■ WORK REQUEST
Pull out of the data below the stretch of lines bounded by the one containing "public key size in bytes" and the one containing "pub const ACTION_POST_MESSAGE: &str", both bounds included, unchanged.

[Saved data entries]
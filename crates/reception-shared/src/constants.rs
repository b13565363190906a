/// XChaCha20-Poly1305 nonce size in bytes
pub const NONCE_SIZE: usize = 24;

/// STREAM nonce prefix size for XChaCha20-Poly1305 (24 - 5 bytes of counter/flag)
pub const STREAM_NONCE_SIZE: usize = 19;

/// Plaintext bytes sealed per STREAM segment (64 KiB)
pub const STREAM_BLOCK_SIZE: usize = 64 * 1024;

/// Poly1305 authentication tag size in bytes
pub const TAG_SIZE: usize = 16;

/// X25519 public key size in bytes
pub const PUBKEY_SIZE: usize = 32;

/// Symmetric key size in bytes (for XChaCha20-Poly1305)
pub const SYMMETRIC_KEY_SIZE: usize = 32;

/// Cipher format tag recorded in file descriptors
pub const CIPHER_FORMAT: &str = "xchacha20poly1305-stream";

/// Domain of the key custodian service
pub const DOMAIN_KEY_CUSTODIAN: &str = "MaitreDesCles";

/// Domain of the messaging service
pub const DOMAIN_MESSAGES: &str = "Messages";

/// Broker action used to post a message
pub const ACTION_POST_MESSAGE: &str = "posterV1";

/// Broker action used to register file keys with the custodian
pub const ACTION_ADD_DOMAIN_KEY: &str = "ajouterCleDomaines";

/// Key derivation contexts (BLAKE3)
pub const KDF_CONTEXT_STREAM_KEY: &str = "reception-stream-key-v1";
pub const KDF_CONTEXT_KEY_WRAP: &str = "reception-key-wrap-v1";
pub const KDF_CONTEXT_DOMAIN_SIGNATURE: &str = "reception-domain-signature-v1";
//! Periodic upkeep: keyring refresh and pruning, staging sweep, rate
//! limiter purge.
//!
//! Tasks run one after another, each on its own interval. A failing task is
//! logged and rescheduled; it never stops the others. The shutdown signal is
//! checked between tasks and interrupts the sleep between cycles.

use std::sync::Arc;
use std::time::Duration;

use async_trait::async_trait;
use chrono::Utc;
use tokio::time::Instant;
use tracing::{debug, error, info};

use crate::keyring::KeyringCache;
use crate::rate_limit::RateLimiter;
use crate::shutdown::Shutdown;
use crate::staging::StagingArea;

#[async_trait]
pub trait MaintenanceTask: Send + Sync {
    fn name(&self) -> &'static str;

    async fn run(&self) -> anyhow::Result<()>;
}

struct Scheduled {
    task: Box<dyn MaintenanceTask>,
    interval: Duration,
    /// Used instead of `interval` after a failed run.
    retry: Duration,
    next_due: Instant,
}

#[derive(Default)]
pub struct MaintenanceScheduler {
    tasks: Vec<Scheduled>,
}

impl MaintenanceScheduler {
    pub fn new() -> Self {
        Self::default()
    }

    /// Add a task, first due immediately.
    pub fn register<T: MaintenanceTask + 'static>(self, task: T, interval: Duration) -> Self {
        self.register_with_retry(task, interval, interval)
    }

    /// Add a task that is rescheduled after `retry` rather than `interval`
    /// when a run fails.
    pub fn register_with_retry<T: MaintenanceTask + 'static>(
        mut self,
        task: T,
        interval: Duration,
        retry: Duration,
    ) -> Self {
        self.tasks.push(Scheduled {
            task: Box::new(task),
            interval,
            retry: retry.min(interval),
            next_due: Instant::now(),
        });
        self
    }

    pub async fn run(mut self, mut shutdown: Shutdown) {
        info!(tasks = self.tasks.len(), "Maintenance scheduler started");

        while !shutdown.is_triggered() {
            self.run_due(&shutdown).await;
            if shutdown.is_triggered() {
                break;
            }

            tokio::select! {
                _ = tokio::time::sleep_until(self.next_wakeup()) => {}
                _ = shutdown.triggered() => break,
            }
        }

        info!("Maintenance scheduler stopped");
    }

    /// Run every due task once, in registration order. Returns how many ran.
    pub async fn run_due(&mut self, shutdown: &Shutdown) -> usize {
        let mut ran = 0;
        for scheduled in &mut self.tasks {
            if shutdown.is_triggered() {
                break;
            }
            if scheduled.next_due > Instant::now() {
                continue;
            }

            let name = scheduled.task.name();
            let delay = match scheduled.task.run().await {
                Ok(()) => {
                    debug!(task = name, "Maintenance task done");
                    scheduled.interval
                }
                Err(e) => {
                    error!(
                        task = name,
                        error = %format!("{e:#}"),
                        retry_secs = scheduled.retry.as_secs(),
                        "Maintenance task failed"
                    );
                    scheduled.retry
                }
            };
            scheduled.next_due = Instant::now() + delay;
            ran += 1;
        }
        ran
    }

    fn next_wakeup(&self) -> Instant {
        self.tasks
            .iter()
            .map(|scheduled| scheduled.next_due)
            .min()
            .unwrap_or_else(|| Instant::now() + Duration::from_secs(60))
    }
}

// ---------------------------------------------------------------------------
// Built-in tasks
// ---------------------------------------------------------------------------

pub struct KeyringRefresh(pub Arc<KeyringCache>);

#[async_trait]
impl MaintenanceTask for KeyringRefresh {
    fn name(&self) -> &'static str {
        "keyring-refresh"
    }

    async fn run(&self) -> anyhow::Result<()> {
        self.0.refresh().await?;
        Ok(())
    }
}

pub struct KeyringPrune(pub Arc<KeyringCache>);

#[async_trait]
impl MaintenanceTask for KeyringPrune {
    fn name(&self) -> &'static str {
        "keyring-prune"
    }

    async fn run(&self) -> anyhow::Result<()> {
        let removed = self.0.prune(Utc::now()).await;
        if removed > 0 {
            info!(removed, remaining = self.0.len(), "Pruned keyring");
        }
        Ok(())
    }
}

pub struct StagingSweep {
    pub staging: StagingArea,
    pub max_age: Duration,
}

#[async_trait]
impl MaintenanceTask for StagingSweep {
    fn name(&self) -> &'static str {
        "staging-sweep"
    }

    async fn run(&self) -> anyhow::Result<()> {
        self.staging.sweep_stale(self.max_age).await?;
        Ok(())
    }
}

pub struct RateLimitPurge {
    pub limiter: RateLimiter,
    pub max_idle: Duration,
}

#[async_trait]
impl MaintenanceTask for RateLimitPurge {
    fn name(&self) -> &'static str {
        "rate-limit-purge"
    }

    async fn run(&self) -> anyhow::Result<()> {
        let purged = self.limiter.purge_idle(self.max_idle);
        debug!(purged, tracked = self.limiter.tracked(), "Purged idle rate limit buckets");
        Ok(())
    }
}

■ TASK RESULT
/// X25519 public key size in bytes
pub const PUBKEY_SIZE: usize = 32;

/// Symmetric key size in bytes (for XChaCha20-Poly1305)
pub const SYMMETRIC_KEY_SIZE: usize = 32;

/// Cipher format tag recorded in file descriptors
pub const CIPHER_FORMAT: &str = "xchacha20poly1305-stream";

/// Domain of the key custodian service
pub const DOMAIN_KEY_CUSTODIAN: &str = "MaitreDesCles";

/// Domain of the messaging service
pub const DOMAIN_MESSAGES: &str = "Messages";

/// Broker action used to post a message
pub const ACTION_POST_MESSAGE: &str = "posterV1";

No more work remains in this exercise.